Trata-se, logo, de um limite absoluto nos parâmetros do sistema do
capital. Neste sentido, concordamos com MÉSZÁROS (2002, p. 175-216) quando
argumenta que: “Todo sistema de
reprodução sociometabólica tem seus limites intrínsecos ou absolutos, que não
podem ser transcendidos sem que o modo de controle prevalecente mude para um
modo qualitativamente diferente”. Portanto, tais limites são
transcendíveis, mas: “exigiria adoção de estratégias que mais cedo
ou mais tarde, enfraqueceriam inteiramente a viabilidade do sistema do capital
em si”.
Observamos que não estamos nos referindo aqui dos limites absolutos
do sistema, naquele sentido de um possível esgotamento ambiental, devido ao
abuso do uso (in)conseqüente dos recursos produtivos “não-renováveis”, mas, como
aponta MÉSZÁROS (2002, p. 799):
A crise estrutural do capital que começamos a experimentar nos anos
70 se relaciona, na realidade, a algo mais modesto que as tais condições
absolutas. Significa simplesmente que a tripa dimensão interna da auto-expansão
do capital exibe perturbações cada vez maiores. Ela não apenas tende a romper o
processo normal de crescimento mas também pressagia uma falha na sua função
vital de deslocar as contradições acumuladas do sistema.
No longo da história de desenvolvimento do sistema do capital, a
separação da produção e controle da produção, proporcionou um aumento da
produtividade do trabalho. De modo que mesmo subordinando, a produção pautada no
valor de uso, pela produção pautada no valor de troca, atendeu em parte as
demandas por consumo. Pois se de um lado o sistema é excludente, de outro, ele
deveria incluir parcelas significativas no consumo para completar o circuito de
(re)produção do capital (produção, circulação e consumo).

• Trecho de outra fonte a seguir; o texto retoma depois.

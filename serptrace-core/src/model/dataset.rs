// serptrace-core/src/model/dataset.rs
// ============================================================================
// Module: Dataset Version Entity
// ============================================================================

//! Bookkeeping for versioned tabular exports produced by the dataset
//! exporter.

use chrono::DateTime;
use chrono::Utc;
use serde::Deserialize;
use serde::Serialize;
use serde_json::Value;

use crate::identifiers::DatasetVersionId;
use crate::identifiers::RunId;

/// Which logical dataset a [`DatasetVersion`] materializes.
#[derive(Debug, Clone, Copy, PartialEq, Eq, Serialize, Deserialize)]
#[serde(rename_all = "snake_case")]
pub enum DatasetType {
    /// Raw collected search results.
    SearchResults,
    /// Search results joined with their annotations.
    AnnotatedResults,
    /// Bias-metric records.
    Metrics,
}

impl DatasetType {
    /// Returns the snake_case wire form, also used as the export
    /// subdirectory name.
    #[must_use]
    pub fn as_str(self) -> &'static str {
        match self {
            Self::SearchResults => "search_results",
            Self::AnnotatedResults => "annotated_results",
            Self::Metrics => "metrics",
        }
    }

    /// Parses the snake_case wire form.
    #[must_use]
    pub fn parse(value: &str) -> Option<Self> {
        match value {
            "search_results" => Some(Self::SearchResults),
            "annotated_results" => Some(Self::AnnotatedResults),
            "metrics" => Some(Self::Metrics),
            _ => None,
        }
    }

    /// All dataset types, in the order the exporter materializes them.
    #[must_use]
    pub fn all() -> [Self; 3] {
        [Self::SearchResults, Self::AnnotatedResults, Self::Metrics]
    }
}

/// On-disk format of an exported dataset. Only Parquet is currently
/// supported.
#[derive(Debug, Clone, Copy, PartialEq, Eq, Serialize, Deserialize)]
#[serde(rename_all = "snake_case")]
pub enum DatasetFormat {
    /// Apache Parquet.
    Parquet,
}

impl DatasetFormat {
    /// Returns the snake_case wire form and file extension.
    #[must_use]
    pub fn as_str(self) -> &'static str {
        match self {
            Self::Parquet => "parquet",
        }
    }

    /// Parses the snake_case wire form.
    #[must_use]
    pub fn parse(value: &str) -> Option<Self> {
        match value {
            "parquet" => Some(Self::Parquet),
            _ => None,
        }
    }
}

/// A persisted dataset version row.
#[derive(Debug, Clone, PartialEq, Serialize, Deserialize)]
pub struct DatasetVersion {
    /// Primary key.
    pub id: DatasetVersionId,
    /// Which logical dataset this version materializes.
    pub dataset_type: DatasetType,
    /// On-disk format.
    pub format: DatasetFormat,
    /// Path to the written file.
    pub path: String,
    /// Pipeline run this export was triggered from, when applicable.
    pub run_id: Option<RunId>,
    /// Number of rows written.
    pub record_count: u64,
    /// `{filters, run_id, distinct_queries, distinct_engines, time_range,
    /// generated_at}`.
    pub metadata: Value,
    /// Row creation instant.
    pub created_at: DateTime<Utc>,
}
use crate::identifiers::DatasetVersionId;
use crate::identifiers::RunId;
use crate::model::annotation::synthesize_run_id;
use crate::model::Annotation;
use crate::model::AnnotatedResultView;
use crate::model::AnnotationAggregate;
use crate::model::AnnotationAggregateInput;
use crate::model::AnnotationInput;
use crate::model::AuditSample;
use crate::model::AuditSampleInput;
use crate::model::CrawlRun;
use crate::model::CrawlRunInput;
use crate::model::CrawlRunStatus;
use crate::model::DatasetType;
use crate::model::DatasetVersion;
use crate::model::MetricRecord;
use crate::model::MetricRecordInput;
use crate::model::PipelineRun;
use crate::model::PipelineStageLog;
use crate::model::SearchResult;
use crate::model::SearchResultInput;
use crate::model::Viewpoint;
use crate::model::ViewpointInput;
use crate::parquet::dataset_export_path;
use crate::parquet::safe_timestamp;
use crate::parquet::write_parquet_dataset;
use crate::storage::AlternativeSourcesFilter;
use crate::storage::AnnotatedResultsFilter;
use crate::storage::AnnotationAggregatesFilter;
use crate::storage::ExportDatasetRequest;
use crate::storage::ExportedDataset;
use crate::storage::PendingAnnotationsFilter;
use crate::storage::Storage;
use crate::storage::StoreError;
use crate::storage::StoreResult;
use crate::storage::ViewpointsFilter;

/// In-process tables backing [`InMemoryStore`].
#[derive(Default)]
struct Tables {
    search_results: BTreeMap<String, SearchResult>,
    crawl_runs: BTreeMap<String, CrawlRun>,
    annotations: BTreeMap<String, Annotation>,
    annotated_view: BTreeMap<String, AnnotatedResultView>,
    metric_records: BTreeMap<String, MetricRecord>,
    aggregates: BTreeMap<String, AnnotationAggregate>,
    audit_samples: BTreeMap<String, AuditSample>,
    pipeline_runs: BTreeMap<String, PipelineRun>,
    stage_logs: BTreeMap<String, PipelineStageLog>,
    dataset_versions: Vec<DatasetVersion>,
    viewpoints: BTreeMap<String, Viewpoint>,
}
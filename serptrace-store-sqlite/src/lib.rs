// serptrace-store-sqlite/src/lib.rs
// ============================================================================
// Module: SQLite Storage Backend
// Description: Durable Storage backend for the search-transparency pipeline.
// Purpose: Provide a production-grade, single-writer SQLite implementation
//          of the capability surface defined in `serptrace_core::storage`.
// Dependencies: serptrace-core, rusqlite
// ============================================================================

//! ## Overview
//! This crate provides a SQLite-backed [`Storage`] implementation that
//! persists every entity the pipeline runner reads and writes: collected
//! search results, crawl runs, annotations, bias-metric records, audit
//! samples, pipeline bookkeeping, and dataset version history. One
//! connection is held behind a mutex and every call is routed through a
//! blocking-task pool so the async runtime is never blocked on SQLite I/O.

// ============================================================================
// SECTION: Modules
// ============================================================================

pub mod config;
pub mod error;
pub mod schema;
pub mod store;
mod time;

// ============================================================================
// SECTION: Re-Exports
// ============================================================================

pub use config::SqliteJournalMode;
pub use config::SqliteStoreConfig;
pub use config::SqliteSyncMode;
pub use error::SqliteStoreError;
pub use schema::SCHEMA_VERSION;
pub use store::SqliteStore;
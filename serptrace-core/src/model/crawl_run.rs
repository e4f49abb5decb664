// serptrace-core/src/model/crawl_run.rs
// ============================================================================
// Module: Crawl Run Entity
// ============================================================================

//! One crawl run aggregates the results collected for a single
//! `(query_id, engine)` pair within a pipeline run.

use chrono::DateTime;
use chrono::Utc;
use serde::Deserialize;
use serde::Serialize;

use crate::identifiers::CrawlRunId;
use crate::identifiers::EngineId;
use crate::identifiers::QueryId;
use crate::identifiers::RunId;

/// Lifecycle status of a crawl run.
#[derive(Debug, Clone, Copy, PartialEq, Eq, Serialize, Deserialize)]
#[serde(rename_all = "snake_case")]
pub enum CrawlRunStatus {
    /// Still collecting results.
    Running,
    /// Finished successfully.
    Completed,
    /// Finished with an error.
    Failed,
}

impl CrawlRunStatus {
    /// Returns the snake_case wire form, used directly as the SQLite column
    /// value.
    #[must_use]
    pub fn as_str(self) -> &'static str {
        match self {
            Self::Running => "running",
            Self::Completed => "completed",
            Self::Failed => "failed",
        }
    }

    /// Parses the snake_case wire form.
    #[must_use]
    pub fn parse(value: &str) -> Option<Self> {
        match value {
            "running" => Some(Self::Running),
            "completed" => Some(Self::Completed),
            "failed" => Some(Self::Failed),
            _ => None,
        }
    }
}

/// A persisted crawl run row.
#[derive(Debug, Clone, PartialEq, Serialize, Deserialize)]
pub struct CrawlRun {
    /// Primary key.
    pub id: CrawlRunId,
    /// Owning pipeline run id.
    pub batch_id: RunId,
    /// Benchmark query this run collected results for.
    pub query_id: QueryId,
    /// Engine this run collected results from.
    pub engine: EngineId,
    /// Current lifecycle status.
    pub status: CrawlRunStatus,
    /// Instant the run started.
    pub started_at: DateTime<Utc>,
    /// Instant the run completed, when finished.
    pub completed_at: Option<DateTime<Utc>>,
    /// Error message, when `status == Failed`.
    pub error: Option<String>,
    /// Number of search results committed under this run.
    pub result_count: u32,
    /// Row creation instant.
    pub created_at: DateTime<Utc>,
    /// Row last-update instant.
    pub updated_at: DateTime<Utc>,
}

/// Input to [`crate::storage::Storage::record_crawl_runs`].
#[derive(Debug, Clone, PartialEq, Serialize, Deserialize)]
pub struct CrawlRunInput {
    /// Primary key.
    pub id: CrawlRunId,
    /// Owning pipeline run id.
    pub batch_id: RunId,
    /// Benchmark query this run collected results for.
    pub query_id: QueryId,
    /// Engine this run collected results from.
    pub engine: EngineId,
    /// Current lifecycle status.
    pub status: CrawlRunStatus,
    /// Instant the run started.
    pub started_at: DateTime<Utc>,
    /// Instant the run completed, when finished.
    pub completed_at: Option<DateTime<Utc>>,
    /// Error message, when `status == Failed`.
    pub error: Option<String>,
    /// Number of search results committed under this run so far.
    pub result_count: u32,
}
// serptrace-analytics/src/report.rs
// ============================================================================
// Module: Transparency Report Generator
// Description: Render the latest bias-metric records into a Markdown report.
// Purpose: Give human reviewers a readable summary of each run's metrics.
// Dependencies: serptrace-core, serde_json, chrono, tokio, tracing
// ============================================================================

//! ## Overview
//! Fetches the last 100 records of each of the three known metric types
//! concurrently, reduces each to the latest record per query, ranks the top
//! 5 by value, and writes a Markdown table per metric plus the run-wide
//! average. Benchmark query metadata (`config/benchmark-queries.json`) is
//! consulted for human-readable query/topic labels, falling back to the raw
//! `query_id` when absent. Any failure here is logged and swallowed by the
//! caller; it never fails the pipeline run.

use std::collections::HashMap;
use std::collections::HashSet;
use std::path::Path;
use std::path::PathBuf;

use serde::Deserialize;
use serptrace_core::identifiers::RunId;
use serptrace_core::model::MetricRecord;
use serptrace_core::storage::Storage;

use crate::error::ReportError;

const METRIC_TYPES: [&str; 3] = ["domain_diversity", "engine_overlap", "factual_alignment"];
const RECORDS_PER_METRIC: u32 = 100;
const TOP_N: usize = 5;

/// Inputs to [`generate_transparency_report`].
#[derive(Debug, Clone)]
pub struct ReportRequest {
    /// Pipeline run this report summarizes.
    pub run_id: RunId,
    /// Directory the Markdown report is written under.
    pub output_dir: String,
    /// Override for the benchmark query metadata path; falls back to
    /// `config/benchmark-queries.json` (cwd, then parent) when absent.
    pub benchmark_queries_path: Option<String>,
}

/// Benchmark query metadata entry.
#[derive(Debug, Clone, Deserialize)]
struct BenchmarkQuery {
    id: String,
    query: String,
    topic: String,
    #[serde(default)]
    #[allow(dead_code, reason = "carried through for forward-compatible metadata, not yet rendered")]
    tags: Vec<String>,
}

/// Generates the transparency report for `request`, writing it to disk.
///
/// Never fails the pipeline: callers should log a warning on `Err` and
/// continue. Returns the written file path on success.
///
/// # Errors
///
/// Returns [`ReportError`] if fetching metric records or writing the report
/// file fails.
pub async fn generate_transparency_report(storage: &dyn Storage, request: &ReportRequest) -> Result<String, ReportError> {
    let (domain_diversity, engine_overlap, factual_alignment) = tokio::try_join!(
        storage.fetch_recent_metric_records(METRIC_TYPES[0], RECORDS_PER_METRIC),
        storage.fetch_recent_metric_records(METRIC_TYPES[1], RECORDS_PER_METRIC),
        storage.fetch_recent_metric_records(METRIC_TYPES[2], RECORDS_PER_METRIC),
    )?;

    let benchmark_queries = load_benchmark_queries(request.benchmark_queries_path.as_deref()).await;

    let mut sections = Vec::with_capacity(METRIC_TYPES.len());
    for (metric_type, records) in METRIC_TYPES.iter().zip([domain_diversity, engine_overlap, factual_alignment]) {
        sections.push(render_metric_section(metric_type, &records, &benchmark_queries));
    }

    let generated_at = chrono::Utc::now();
    let body = format!(
        "# Search Transparency Report\n\nRun: {}\nGenerated: {}\n\n{}\n",
        request.run_id,
        generated_at.to_rfc3339(),
        sections.join("\n")
    );

    let safe_ts = generated_at.to_rfc3339().replace([':', '.'], "-");
    let output_dir = PathBuf::from(&request.output_dir);
    tokio::fs::create_dir_all(&output_dir).await?;
    let path = output_dir.join(format!("search-transparency-report-{safe_ts}.md"));
    tokio::fs::write(&path, body).await?;

    Ok(path.to_string_lossy().into_owned())
}

fn render_metric_section(metric_type: &str, records: &[MetricRecord], benchmark_queries: &HashMap<String, BenchmarkQuery>) -> String {
    let latest_per_query = latest_by_query(records);
    let mut ranked = latest_per_query;
    ranked.sort_by(|a, b| b.value.total_cmp(&a.value));
    ranked.truncate(TOP_N);

    let mut table = String::new();
    table.push_str(&format!("## {metric_type}\n\n"));
    table.push_str("| Query | Topic | Value | Delta |\n|---|---|---|---|\n");
    for record in &ranked {
        let (query_label, topic_label) = benchmark_queries
            .get(record.query_id.as_str())
            .map_or_else(|| (record.query_id.as_str().to_owned(), "Unknown".to_owned()), |meta| (meta.query.clone(), meta.topic.clone()));
        table.push_str(&format!(
            "| {query_label} | {topic_label} | {} | {} |\n",
            format_metric_value(metric_type, record.value),
            record.delta.map_or_else(|| "\u{2013}".to_owned(), |delta| format_metric_value(metric_type, delta))
        ));
    }

    if records.is_empty() {
        table.push_str("\n_No records in this window._\n");
    } else {
        let average = records.iter().map(|record| record.value).sum::<f64>() / records.len() as f64;
        table.push_str(&format!("\nAverage over last {} records: {}\n", records.len(), format_metric_value(metric_type, average)));
    }
    table
}

fn latest_by_query(records: &[MetricRecord]) -> Vec<MetricRecord> {
    let mut sorted: Vec<&MetricRecord> = records.iter().collect();
    sorted.sort_by(|a, b| b.collected_at.cmp(&a.collected_at));
    let mut seen = HashSet::new();
    let mut latest = Vec::new();
    for record in sorted {
        if seen.insert(record.query_id.as_str().to_owned()) {
            latest.push(record.clone());
        }
    }
    latest
}

fn format_metric_value(metric_type: &str, value: f64) -> String {
    if metric_type == "domain_diversity" {
        format!("{value:.1}")
    } else {
        format!("{:.1}%", value * 100.0)
    }
}

async fn load_benchmark_queries(override_path: Option<&str>) -> HashMap<String, BenchmarkQuery> {
    for candidate in benchmark_query_candidates(override_path) {
        if let Ok(contents) = tokio::fs::read_to_string(&candidate).await {
            match serde_json::from_str::<Vec<BenchmarkQuery>>(&contents) {
                Ok(entries) => return entries.into_iter().map(|entry| (entry.id.clone(), entry)).collect(),
                Err(err) => {
                    tracing::warn!(path = %candidate.display(), error = %err, "benchmark query metadata is malformed");
                }
            }
        }
    }
    HashMap::new()
}

fn benchmark_query_candidates(override_path: Option<&str>) -> Vec<PathBuf> {
    let mut candidates = Vec::new();
    if let Some(path) = override_path {
        candidates.push(PathBuf::from(path));
    }
    candidates.push(Path::new("config/benchmark-queries.json").to_path_buf());
    candidates.push(Path::new("../config/benchmark-queries.json").to_path_buf());
    candidates
}

#[cfg(test)]
mod tests {
    use serptrace_core::InMemoryStore;
    use serptrace_core::identifiers::MetricRecordId;
    use serptrace_core::identifiers::QueryId;
    use serptrace_core::model::MetricRecordInput;

    use super::*;

    async fn seed_metric(store: &InMemoryStore, metric_type: &str, query_id: &str, value: f64) {
        store
            .insert_metric_records(&[MetricRecordInput {
                id: MetricRecordId::generate(),
                crawl_run_id: None,
                query_id: QueryId::new(query_id),
                engine: None,
                metric_type: metric_type.to_owned(),
                value,
                delta: None,
                compared_to_run_id: None,
                collected_at: chrono::Utc::now(),
                extra: None,
            }])
            .await
            .expect("seed metric");
    }

    #[tokio::test(flavor = "multi_thread")]
    async fn writes_report_with_sections_for_every_metric_type() {
        let store = InMemoryStore::new();
        seed_metric(&store, "domain_diversity", "q1", 0.82).await;
        seed_metric(&store, "engine_overlap", "q1", 0.4).await;
        seed_metric(&store, "factual_alignment", "q1", 0.95).await;

        let dir = tempfile::TempDir::new().expect("tempdir");
        let request = ReportRequest {
            run_id: RunId::generate(),
            output_dir: dir.path().to_string_lossy().into_owned(),
            benchmark_queries_path: None,
        };
        let path = generate_transparency_report(&store, &request).await.expect("report");
        let contents = tokio::fs::read_to_string(&path).await.expect("read report");
        assert!(contents.contains("## domain_diversity"));
        assert!(contents.contains("## engine_overlap"));
        assert!(contents.contains("## factual_alignment"));
        assert!(contents.contains("82.0%") || contents.contains("0.8"));
    }

    #[tokio::test(flavor = "multi_thread")]
    async fn empty_metrics_produce_no_records_notice() {
        let store = InMemoryStore::new();
        let dir = tempfile::TempDir::new().expect("tempdir");
        let request = ReportRequest {
            run_id: RunId::generate(),
            output_dir: dir.path().to_string_lossy().into_owned(),
            benchmark_queries_path: None,
        };
        let path = generate_transparency_report(&store, &request).await.expect("report");
        let contents = tokio::fs::read_to_string(&path).await.expect("read report");
        assert!(contents.contains("No records in this window"));
    }
}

Neste processo, para o capitalista individual, o aumento da
produtividade em nada se vincula com as reais necessidades humanas. Enquanto, do
lado do trabalho, devido à perca do controle da produção, esses objetivos também
não podem ser contemplados.
Sob o princípio de uma produção para o valor de uso, com maior
produtividade menos tempo de trabalho social seria necessário para a produção
dos bens de consumo imediato (alimentação e alguns serviços), resultando que
mais tempo poderia ser disponibilizado à produção de bens duráveis, e de
ampliação bem-estar social.
Contudo, sob domínio do
capital, e predominando a produção enquanto valor de troca, esta deve adentrar a
circulação para completar seu processo, e neste caso a circulação não pode
ultrapassar o tempo economicamente viável; o sistema busca compensar a maior
produtividade reduzindo a taxa de utilização dos bens produzidos.
E, desse modo, o sistema rompe com o necessário cumprimento dos
objetivos implícitos - atender as necessidades humanas - e cada vez mais
proporciona, de um lado, o surgimento de uma “sociedade dos descartáveis”, que,
no seu extremo, busca pela produção de bens com taxa de utilização igual a zero,
leia-se, excessivos gastos militares, que na sua maioria não necessitam adentrar
a circulação e por fim encontrar um valor de uso,
mas apenas um valor de troca, o conceito de útil e de utilidade pode ser pensado
em termos de vendabilidade. (MÉSZÁROS, 2002).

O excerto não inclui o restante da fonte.